Extended Data Figure 10. In vivo effects of BET bromodomain inhibition in VCaP xenograft model.

a, VCaP cells were implanted subcutaneously in mice and grown until tumors reached the size of approximately 100mm³. Xenografted mice were randomized and then received vehicle, 50mg/kg JQ1 or 10mg/kg MDV3100 5 days/week as indicated. Caliper measurements were taken bi-weekly. Individual tumor volume from different treatment groups at the end of the experiments with p-values is shown. b, MDV3100 treatment leads to spontaneous metastasis.
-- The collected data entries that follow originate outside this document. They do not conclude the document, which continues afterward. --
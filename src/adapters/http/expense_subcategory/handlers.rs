//! HTTP handlers for expense subcategory endpoints.

use std::sync::Arc;

use axum::{
    extract::{
        rejection::{JsonRejection, QueryRejection},
        Path, Query, State,
    },
    http::StatusCode,
    response::{IntoResponse, Response},
    Json,
};

use crate::adapters::http::error::{
    json_rejection, parse_path_id, query_rejection, service_error_response,
};
use crate::application::{
    CreateExpenseSubCategoryCommand, ExpenseSubCategoryService, ListExpenseSubCategoriesQuery,
    UpdateExpenseSubCategoryCommand,
};

use super::dto::{
    ExpenseSubCategoryRequest, ExpenseSubCategoryResponse, ListExpenseSubCategoriesParams,
};

#[derive(Clone)]
pub struct ExpenseSubCategoryHandlers {
    service: Arc<ExpenseSubCategoryService>,
}

impl ExpenseSubCategoryHandlers {
    pub fn new(service: Arc<ExpenseSubCategoryService>) -> Self {
        Self { service }
    }
}

/// POST /expenses/categories/subcategories
pub async fn create_subcategory(
    State(handlers): State<ExpenseSubCategoryHandlers>,
    body: Result<Json<ExpenseSubCategoryRequest>, JsonRejection>,
) -> Response {
    let Json(req) = match body {
        Ok(body) => body,
        Err(rejection) => return json_rejection(rejection),
    };

    let cmd = CreateExpenseSubCategoryCommand {
        name: req.name,
        expense_category_id: req.expense_category_id,
    };

    match handlers.service.create(cmd).await {
        Ok(subcategory) => (
            StatusCode::CREATED,
            Json(ExpenseSubCategoryResponse::from(subcategory)),
        )
            .into_response(),
        Err(e) => service_error_response(e),
    }
}

/// GET /expenses/categories/subcategories/:id
pub async fn get_subcategory(
    State(handlers): State<ExpenseSubCategoryHandlers>,
    Path(id): Path<String>,
) -> Response {
    let id = match parse_path_id(&id) {
        Ok(id) => id,
        Err(response) => return response,
    };

    match handlers.service.get(id).await {
        Ok(subcategory) => {
            (StatusCode::OK, Json(ExpenseSubCategoryResponse::from(subcategory))).into_response()
        }
        Err(e) => service_error_response(e),
    }
}

/// GET /expenses/categories/subcategories
pub async fn list_subcategories(
    State(handlers): State<ExpenseSubCategoryHandlers>,
    params: Result<Query<ListExpenseSubCategoriesParams>, QueryRejection>,
) -> Response {
    let Query(params) = match params {
        Ok(params) => params,
        Err(rejection) => return query_rejection(rejection),
    };

    let query = ListExpenseSubCategoriesQuery {
        skip: params.skip,
        limit: params.limit,
        category_id: params.expense_category_id,
    };

    match handlers.service.list(query).await {
        Ok(subcategories) => {
            let body: Vec<ExpenseSubCategoryResponse> =
                subcategories.into_iter().map(Into::into).collect();
            (StatusCode::OK, Json(body)).into_response()
        }
        Err(e) => service_error_response(e),
    }
}

/// PUT /expenses/categories/subcategories/:id
pub async fn update_subcategory(
    State(handlers): State<ExpenseSubCategoryHandlers>,
    Path(id): Path<String>,
    body: Result<Json<ExpenseSubCategoryRequest>, JsonRejection>,
) -> Response {
    let id = match parse_path_id(&id) {
        Ok(id) => id,
        Err(response) => return response,
    };
    let Json(req) = match body {
        Ok(body) => body,
        Err(rejection) => return json_rejection(rejection),
    };

    let cmd = UpdateExpenseSubCategoryCommand {
        id,
        name: req.name,
        expense_category_id: req.expense_category_id,
    };

    match handlers.service.update(cmd).await {
        Ok(subcategory) => {
            (StatusCode::OK, Json(ExpenseSubCategoryResponse::from(subcategory))).into_response()
        }
        Err(e) => service_error_response(e),
    }
}

/// DELETE /expenses/categories/subcategories/:id
pub async fn delete_subcategory(
    State(handlers): State<ExpenseSubCategoryHandlers>,
    Path(id): Path<String>,
) -> Response {
    let id = match parse_path_id(&id) {
        Ok(id) => id,
        Err(response) => return response,
    };

    match handlers.service.delete(id).await {
        Ok(()) => StatusCode::NO_CONTENT.into_response(),
        Err(e) => service_error_response(e),
    }
}
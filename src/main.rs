use thiserror::Error;
use tracing_subscriber::EnvFilter;

use finaid::adapters::{api_router, in_memory_repositories, postgres, with_middleware};
use finaid::application::Services;
use finaid::config::{AppConfig, ConfigError, StorageBackend, ValidationError};
use finaid::ports::Repositories;

#[derive(Debug, Error)]
enum StartupError {
    #[error(transparent)]
    Config(#[from] ConfigError),

    #[error("invalid configuration: {0}")]
    InvalidConfig(#[from] ValidationError),

    #[error("database connection failed: {0}")]
    Database(#[from] sqlx::Error),

    #[error("migration failed: {0}")]
    Migration(#[from] sqlx::migrate::MigrateError),

    #[error(transparent)]
    Io(#[from] std::io::Error),
}

#[tokio::main]
async fn main() -> Result<(), StartupError> {
    let config = AppConfig::load()?;
    config.validate()?;

    init_tracing(&config);

    let repositories = build_repositories(&config).await?;
    let services = Services::new(&repositories, config.storage.delete_policy);
    let app = with_middleware(api_router(services), &config.server);

    let addr = config.server.socket_addr()?;
    let listener = tokio::net::TcpListener::bind(addr).await?;
    tracing::info!(%addr, backend = ?config.storage.backend, "finaid listening");

    axum::serve(listener, app)
        .with_graceful_shutdown(shutdown_signal())
        .await?;

    tracing::info!("server stopped");
    Ok(())
}

fn init_tracing(config: &AppConfig) {
    let filter = EnvFilter::try_new(&config.server.log_level)
        .unwrap_or_else(|_| EnvFilter::new("info"));

    if config.is_production() {
        tracing_subscriber::fmt().json().with_env_filter(filter).init();
    } else {
        tracing_subscriber::fmt().with_env_filter(filter).init();
    }
}

async fn build_repositories(config: &AppConfig) -> Result<Repositories, StartupError> {
    match config.storage.backend {
        StorageBackend::Memory => Ok(in_memory_repositories()),
        StorageBackend::Postgres => {
            let pool = postgres::connect(&config.database).await?;
            if config.database.run_migrations {
                postgres::run_migrations(&pool).await?;
                tracing::info!("migrations applied");
            }
            Ok(postgres::postgres_repositories(pool))
        }
    }
}

async fn shutdown_signal() {
    if let Err(e) = tokio::signal::ctrl_c().await {
        tracing::error!(error = %e, "failed to listen for shutdown signal");
    }
}
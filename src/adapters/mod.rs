//! Adapters - Implementations of port interfaces.
//!
//! - `memory` - Map-backed repositories for tests and local runs
//! - `postgres` - PostgreSQL repositories via sqlx
//! - `http` - axum REST endpoints over the services

pub mod http;
pub mod memory;
pub mod postgres;

pub use http::{api_router, with_middleware};
pub use memory::in_memory_repositories;
pub use postgres::postgres_repositories;
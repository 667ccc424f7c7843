//! Application configuration module
//!
//! Type-safe configuration loaded from environment variables with the
//! `config` and `dotenvy` crates. Variables use the `FINAID` prefix and `__`
//! between nesting levels.
//!
//! # Example
//!
//! ```no_run
//! use finaid::config::AppConfig;
//!
//! let config = AppConfig::load().expect("Failed to load configuration");
//! config.validate().expect("Invalid configuration");
//! ```

mod database;
mod error;
mod server;
mod storage;

pub use database::DatabaseConfig;
pub use error::{ConfigError, ValidationError};
pub use server::{Environment, ServerConfig};
pub use storage::{StorageBackend, StorageConfig};

use serde::Deserialize;

/// Root application configuration
#[derive(Debug, Clone, Default, Deserialize)]
pub struct AppConfig {
    /// HTTP server (bind address, logging, CORS, timeouts)
    #[serde(default)]
    pub server: ServerConfig,

    /// Backend selection and delete policy
    #[serde(default)]
    pub storage: StorageConfig,

    /// PostgreSQL pool, used by the postgres backend only
    #[serde(default)]
    pub database: DatabaseConfig,
}

impl AppConfig {
    /// Load configuration from the environment
    ///
    /// Reads `.env` when present, then every `FINAID__*` variable:
    ///
    /// - `FINAID__SERVER__PORT=8080` -> `server.port = 8080`
    /// - `FINAID__STORAGE__BACKEND=postgres` -> `storage.backend = postgres`
    /// - `FINAID__DATABASE__URL=...` -> `database.url = ...`
    ///
    /// # Errors
    ///
    /// Returns `ConfigError` if a value cannot be parsed into its field.
    pub fn load() -> Result<Self, ConfigError> {
        dotenvy::dotenv().ok();

        let config = config::Config::builder()
            .add_source(
                config::Environment::default()
                    .prefix("FINAID")
                    .separator("__"),
            )
            .build()?
            .try_deserialize()?;

        Ok(config)
    }

    /// Semantic validation; the database section is checked only when the
    /// postgres backend is selected.
    pub fn validate(&self) -> Result<(), ValidationError> {
        self.server.validate()?;
        if self.storage.uses_postgres() {
            self.database.validate()?;
        }
        Ok(())
    }

    pub fn is_production(&self) -> bool {
        self.server.is_production()
    }
}
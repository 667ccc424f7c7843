use axum::{routing::get, Router};

use super::handlers::{
    create_account, delete_account, get_account, list_accounts, update_account, AccountHandlers,
};

pub fn account_routes(handlers: AccountHandlers) -> Router {
    Router::new()
        .route("/accounts", get(list_accounts).post(create_account))
        .route(
            "/accounts/:id",
            get(get_account).put(update_account).delete(delete_account),
        )
        .with_state(handlers)
}
//! Field-level validators.
//!
//! Each validator takes a raw input value and returns either the normalized
//! value or a [`ValidationError`] naming the offending field. They are pure:
//! no storage access happens here.

use chrono::NaiveDate;

use crate::domain::foundation::{EntityId, Timestamp, ValidationError};

/// Maximum length of any name field, in characters.
pub const MAX_NAME_LEN: usize = 100;

const DATE_FORMAT: &str = "%Y-%m-%d";

/// Trims a name and rejects it when empty or too long.
pub fn required_name(field: &str, raw: &str) -> Result<String, ValidationError> {
    let name = raw.trim();
    if name.is_empty() {
        return Err(ValidationError::empty_field(field));
    }
    let len = name.chars().count();
    if len > MAX_NAME_LEN {
        return Err(ValidationError::out_of_range(
            field,
            1,
            MAX_NAME_LEN as i64,
            len as i64,
        ));
    }
    Ok(name.to_string())
}

/// Trims a required free-text field (currency, account type).
pub fn required_text(field: &str, raw: &str) -> Result<String, ValidationError> {
    let value = raw.trim();
    if value.is_empty() {
        return Err(ValidationError::empty_field(field));
    }
    Ok(value.to_string())
}

/// Trims an email and checks it has the `local@domain.tld` shape.
pub fn email(field: &str, raw: &str) -> Result<String, ValidationError> {
    let value = raw.trim();
    if value.is_empty() {
        return Err(ValidationError::empty_field(field));
    }

    let (local, domain) = value
        .split_once('@')
        .ok_or_else(|| ValidationError::invalid_format(field, "missing @ symbol"))?;

    if local.is_empty() || domain.contains('@') {
        return Err(ValidationError::invalid_format(field, "malformed address"));
    }
    if !domain.contains('.') || domain.starts_with('.') || domain.ends_with('.') {
        return Err(ValidationError::invalid_format(field, "malformed domain"));
    }
    if value.chars().any(char::is_whitespace) {
        return Err(ValidationError::invalid_format(field, "contains whitespace"));
    }

    Ok(value.to_string())
}

/// Accepts amounts that are finite and not negative.
pub fn non_negative_amount(field: &str, amount: f64) -> Result<f64, ValidationError> {
    if !amount.is_finite() {
        return Err(ValidationError::invalid_format(field, "must be a finite number"));
    }
    if amount < 0.0 {
        return Err(ValidationError::invalid_format(field, "must not be negative"));
    }
    Ok(amount)
}

/// Accepts any finite amount, negative balances included.
pub fn finite_amount(field: &str, amount: f64) -> Result<f64, ValidationError> {
    if !amount.is_finite() {
        return Err(ValidationError::invalid_format(field, "must be a finite number"));
    }
    Ok(amount)
}

/// Parses a strict `YYYY-MM-DD` calendar date.
pub fn date(field: &str, raw: &str) -> Result<NaiveDate, ValidationError> {
    let value = raw.trim();
    if value.is_empty() {
        return Err(ValidationError::empty_field(field));
    }
    // chrono accepts single-digit months and days, the wire format does not
    if value.len() != 10 {
        return Err(ValidationError::invalid_format(field, "expected YYYY-MM-DD"));
    }
    NaiveDate::parse_from_str(value, DATE_FORMAT)
        .map_err(|_| ValidationError::invalid_format(field, "expected YYYY-MM-DD"))
}

/// Parses an optional lower date bound: start of the given day.
pub fn range_start(field: &str, raw: &str) -> Result<Option<Timestamp>, ValidationError> {
    if raw.trim().is_empty() {
        return Ok(None);
    }
    date(field, raw).map(|d| Some(Timestamp::start_of_day(d)))
}

/// Parses an optional upper date bound: 23:59:59 of the given day.
pub fn range_end(field: &str, raw: &str) -> Result<Option<Timestamp>, ValidationError> {
    if raw.trim().is_empty() {
        return Ok(None);
    }
    date(field, raw).map(|d| Some(Timestamp::end_of_day(d)))
}

/// Requires a positive identifier.
pub fn required_id<I: EntityId>(field: &str, raw: i64) -> Result<I, ValidationError> {
    if raw <= 0 {
        return Err(ValidationError::out_of_range(field, 1, i64::MAX, raw));
    }
    Ok(I::from_raw(raw))
}

/// Requires a positive identifier when one is supplied.
pub fn optional_id<I: EntityId>(field: &str, raw: Option<i64>) -> Result<Option<I>, ValidationError> {
    raw.map(|value| required_id(field, value)).transpose()
}

/// Turns a list filter scalar into a filter: zero or negative means "no filter".
pub fn filter_id<I: EntityId>(raw: i64) -> Option<I> {
    (raw > 0).then(|| I::from_raw(raw))
}

/// Trims free-form notes.
pub fn notes(raw: &str) -> String {
    raw.trim().to_string()
}
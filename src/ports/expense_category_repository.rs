//! Expense category repository port.

use crate::domain::expense_category::{ExpenseCategory, ExpenseCategoryDraft};
use crate::domain::foundation::{DomainError, ExpenseCategoryId, PageRequest, Timestamp};
use async_trait::async_trait;

/// Storage contract for expense categories. Names are unique.
#[async_trait]
pub trait ExpenseCategoryRepository: Send + Sync {
    /// # Errors
    ///
    /// - `Conflict` if a category with the same name exists
    async fn create(
        &self,
        draft: &ExpenseCategoryDraft,
        now: Timestamp,
    ) -> Result<ExpenseCategory, DomainError>;

    async fn find_by_id(&self, id: &ExpenseCategoryId) -> Result<Option<ExpenseCategory>, DomainError>;

    /// One page of categories, newest first.
    async fn list(&self, page: PageRequest) -> Result<Vec<ExpenseCategory>, DomainError>;

    /// # Errors
    ///
    /// - `NotFound` if the category doesn't exist
    /// - `Conflict` if the new name is taken
    async fn update(&self, category: &ExpenseCategory) -> Result<ExpenseCategory, DomainError>;

    async fn delete(&self, id: &ExpenseCategoryId) -> Result<(), DomainError>;
}

#[cfg(test)]
mod tests {
    use super::*;

    #[test]
    fn expense_category_repository_is_object_safe() {
        fn _accepts_dyn(_repo: &dyn ExpenseCategoryRepository) {}
    }
}
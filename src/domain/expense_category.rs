//! Expense category.

use serde::{Deserialize, Serialize};

use crate::domain::foundation::{ExpenseCategoryId, Timestamp, ValidationError};
use crate::domain::validation;

#[derive(Debug, Clone, PartialEq, Serialize, Deserialize)]
pub struct ExpenseCategory {
    pub id: ExpenseCategoryId,
    pub name: String,
    pub created_at: Timestamp,
    pub updated_at: Timestamp,
}

#[derive(Debug, Clone, PartialEq)]
pub struct ExpenseCategoryDraft {
    pub name: String,
}

impl ExpenseCategoryDraft {
    pub fn new(name: &str) -> Result<Self, ValidationError> {
        Ok(Self {
            name: validation::required_name("name", name)?,
        })
    }
}

impl ExpenseCategory {
    pub fn matches(&self, draft: &ExpenseCategoryDraft) -> bool {
        self.name == draft.name
    }

    pub fn with_changes(&self, draft: ExpenseCategoryDraft, now: Timestamp) -> ExpenseCategory {
        ExpenseCategory {
            id: self.id,
            name: draft.name,
            created_at: self.created_at,
            updated_at: now,
        }
    }
}

#[cfg(test)]
mod tests {
    use super::*;
    use crate::domain::foundation::EntityId;

    #[test]
    fn draft_trims_name() {
        assert_eq!(ExpenseCategoryDraft::new(" Food ").unwrap().name, "Food");
        assert!(ExpenseCategoryDraft::new("").is_err());
    }

    #[test]
    fn matches_compares_trimmed_name() {
        let now = Timestamp::now();
        let category = ExpenseCategory {
            id: ExpenseCategoryId::from_raw(1),
            name: "Food".to_string(),
            created_at: now,
            updated_at: now,
        };
        assert!(category.matches(&ExpenseCategoryDraft::new("  Food").unwrap()));
        assert!(!category.matches(&ExpenseCategoryDraft::new("Groceries").unwrap()));
    }
}
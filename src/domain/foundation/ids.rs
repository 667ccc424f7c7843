//! Strongly-typed identifier value objects.
//!
//! Identifiers are positive 64-bit integers assigned by storage. The raw
//! constructor is reserved for adapters reading rows back; input coming from
//! callers goes through [`crate::domain::validation::required_id`].

use serde::{Deserialize, Serialize};
use std::fmt;

/// Common behaviour of storage-assigned identifiers.
pub trait EntityId: Copy + Eq + fmt::Debug + fmt::Display + Send + Sync + 'static {
    /// Wraps a raw value without validation.
    fn from_raw(raw: i64) -> Self;

    /// Returns the raw value.
    fn as_i64(&self) -> i64;
}

macro_rules! entity_id {
    ($(#[$meta:meta])* $name:ident) => {
        $(#[$meta])*
        #[derive(Debug, Clone, Copy, PartialEq, Eq, Hash, PartialOrd, Ord, Serialize, Deserialize)]
        #[serde(transparent)]
        pub struct $name(i64);

        impl EntityId for $name {
            fn from_raw(raw: i64) -> Self {
                Self(raw)
            }

            fn as_i64(&self) -> i64 {
                self.0
            }
        }

        impl fmt::Display for $name {
            fn fmt(&self, f: &mut fmt::Formatter<'_>) -> fmt::Result {
                write!(f, "{}", self.0)
            }
        }
    };
}

entity_id!(
    /// Identifier of a person (payee or account owner).
    PersonId
);
entity_id!(
    /// Identifier of a financial account.
    AccountId
);
entity_id!(
    /// Identifier of an expense category.
    ExpenseCategoryId
);
entity_id!(
    /// Identifier of an expense subcategory.
    ExpenseSubCategoryId
);
entity_id!(
    /// Identifier of an expense record.
    ExpenseId
);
Mice bearing VCaP xenografts (subcutaneously engrafted) treated with vehicle (n=6) or MDV3100 (n=6) were assessed for spontaneous metastasis to the femur (bone marrow) and soft tissues such as liver and spleen. Genomic DNA isolated from these sites was analyzed for metastasized cells by measuring human ALU sequence (by Alu-QPCR). MDV3100-treated mice displayed spontaneous metastasis to femur and liver. Spleen did not show presence of human ALU sequences. c as in a, for mice bearing VCaP xenografts treated with vehicle (n = 6), JQ1 (n = 6) or MDV3100 (n = 6). MDV3100-treated but not JQ1-treated mice displayed metastasis to femur and liver. d, JQ1 or MDV3100 treatment does not affect animal weight. Mice from VCaP cell xenograft experiments treated with vehicle, 10mg/kg MDV3100 or 50mg/kg JQ1 were weighed at the time of caliper measurements. e, Individual tumor volume for vehicle or JQ1-treated VCaP mouse xenograft (for data shown in Figure 4c). Mean ± S.E. is plotted. Statistical significance by two-tailed Student's t-test.